Exercise data section start

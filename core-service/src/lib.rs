//! Plugin façade and bootstrap helpers.
//!
//! This crate wires host-provided bridge implementations (notification
//! presenter, audio renderer, method channel, platform info) into the shared
//! playback core and answers the application's method calls. Desktop apps
//! typically enable the `desktop-shims` feature (which depends on
//! `bridge-desktop`); mobile hosts supply their own bridges.
//!
//! ## Method calls
//!
//! | Method | Arguments | Reply |
//! |---|---|---|
//! | `startAudio` | `url`, `title`, `body`, `icon`, `loop` (all optional) | `null` |
//! | `stopAudio` | none | `null` |
//! | `getPlatformVersion` | none | version string |
//! | `getPackageName` | none | application id |
//!
//! Taps on the notification reach the application as an outbound
//! `onNotificationTapped` call carrying `{timestamp, title, body, url}`.

pub mod args;
pub mod error;
pub mod tap;

pub use args::{methods, StartAudioArgs};
pub use error::{Result, ServiceError};
pub use tap::ChannelTapForwarder;

use std::sync::Arc;

use bridge_traits::{
    AudioRenderer, Clock, MethodCall, MethodChannel, MethodResponse, NotificationPresenter,
    PlatformInfo,
};
use core_playback::{PlaybackSession, SessionDependencies};
use core_runtime::config::AlertConfig;
use serde_json::Value;
use tracing::{debug, info, warn};

/// Error code returned when a method call carries malformed arguments.
pub const INVALID_ARGUMENT: &str = "INVALID_ARGUMENT";

/// Aggregated handle to all bridge dependencies the plugin requires.
#[derive(Clone)]
pub struct PluginDependencies {
    pub presenter: Arc<dyn NotificationPresenter>,
    pub renderer: Arc<dyn AudioRenderer>,
    pub method_channel: Arc<dyn MethodChannel>,
    pub platform_info: Arc<dyn PlatformInfo>,
    pub clock: Arc<dyn Clock>,
}

impl PluginDependencies {
    /// Construct a dependency bundle from explicit bridge handles.
    pub fn new(
        presenter: Arc<dyn NotificationPresenter>,
        renderer: Arc<dyn AudioRenderer>,
        method_channel: Arc<dyn MethodChannel>,
        platform_info: Arc<dyn PlatformInfo>,
        clock: Arc<dyn Clock>,
    ) -> Self {
        Self {
            presenter,
            renderer,
            method_channel,
            platform_info,
            clock,
        }
    }
}

/// Primary façade exposed to host applications.
#[derive(Clone)]
pub struct AlertPlugin {
    session: PlaybackSession,
    platform_info: Arc<dyn PlatformInfo>,
}

impl AlertPlugin {
    /// Create the plugin and its playback session. Must be called from within
    /// a Tokio runtime.
    pub fn new(config: AlertConfig, deps: PluginDependencies) -> Result<Self> {
        if deps.method_channel.name() != config.method_channel_name {
            return Err(ServiceError::InitializationFailed(format!(
                "method channel '{}' does not match configured '{}'",
                deps.method_channel.name(),
                config.method_channel_name
            )));
        }

        let session = PlaybackSession::new(
            config,
            SessionDependencies {
                presenter: deps.presenter,
                renderer: deps.renderer,
                tap_handler: Arc::new(ChannelTapForwarder::new(deps.method_channel)),
                clock: deps.clock,
            },
        )?;

        info!("alert plugin ready");
        Ok(Self {
            session,
            platform_info: deps.platform_info,
        })
    }

    /// Answer a method call from the application layer.
    pub async fn handle_method_call(&self, call: MethodCall) -> MethodResponse {
        debug!(method = %call.method, "method call");
        match call.method.as_str() {
            methods::START_AUDIO => match StartAudioArgs::from_call(&call) {
                Ok(args) => {
                    self.start_audio(args).await;
                    MethodResponse::success_empty()
                }
                Err(err) => {
                    warn!(error = %err, "startAudio rejected");
                    MethodResponse::Error {
                        code: INVALID_ARGUMENT.to_string(),
                        message: err.to_string(),
                    }
                }
            },
            methods::STOP_AUDIO => {
                self.stop_audio().await;
                MethodResponse::success_empty()
            }
            methods::GET_PLATFORM_VERSION => {
                MethodResponse::Success(Value::String(self.platform_version()))
            }
            methods::GET_PACKAGE_NAME => MethodResponse::Success(Value::String(self.package_name())),
            other => {
                debug!(method = other, "method not implemented");
                MethodResponse::NotImplemented
            }
        }
    }

    pub async fn start_audio(&self, args: StartAudioArgs) {
        if let Err(err) = self.session.start(args.into()).await {
            warn!(error = %err, "startAudio ignored");
        }
    }

    pub async fn stop_audio(&self) {
        self.session.stop().await;
    }

    /// Entry point for the host's notification tap intent.
    pub async fn on_notification_tapped(&self) {
        self.session.notification_tapped().await;
    }

    pub fn platform_version(&self) -> String {
        self.platform_info.platform_version()
    }

    pub fn package_name(&self) -> String {
        self.platform_info.package_name()
    }

    /// The underlying session, for renderer wiring and diagnostics.
    pub fn session(&self) -> &PlaybackSession {
        &self.session
    }

    /// Called when the host's background context is destroyed.
    pub async fn shutdown(&self) {
        self.session.shutdown().await;
    }
}

/// Convenience bootstrapper for desktop hosts.
///
/// ```ignore
/// use core_runtime::config::AlertConfig;
///
/// let plugin = core_service::bootstrap_desktop(
///     AlertConfig::default(),
///     "com.example.alerts",
///     method_channel,
/// )?;
/// ```
#[cfg(all(feature = "desktop-shims", not(target_arch = "wasm32")))]
pub fn bootstrap_desktop(
    config: AlertConfig,
    package_name: impl Into<String>,
    method_channel: Arc<dyn MethodChannel>,
) -> Result<AlertPlugin> {
    use bridge_desktop::{DesktopPlatformInfo, HttpProbeRenderer, TracingNotificationPresenter};
    use bridge_traits::SystemClock;

    let deps = PluginDependencies::new(
        Arc::new(TracingNotificationPresenter::new()),
        Arc::new(HttpProbeRenderer::new()?),
        method_channel,
        Arc::new(DesktopPlatformInfo::new(package_name)),
        Arc::new(SystemClock),
    );
    AlertPlugin::new(config, deps)
}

Exercise data section end

§ Task description: For this task, copy every line of the material in which "when" appears.

§ Response below:
/// Error code returned when a method call carries malformed arguments.
    /// Called when the host's background context is destroyed.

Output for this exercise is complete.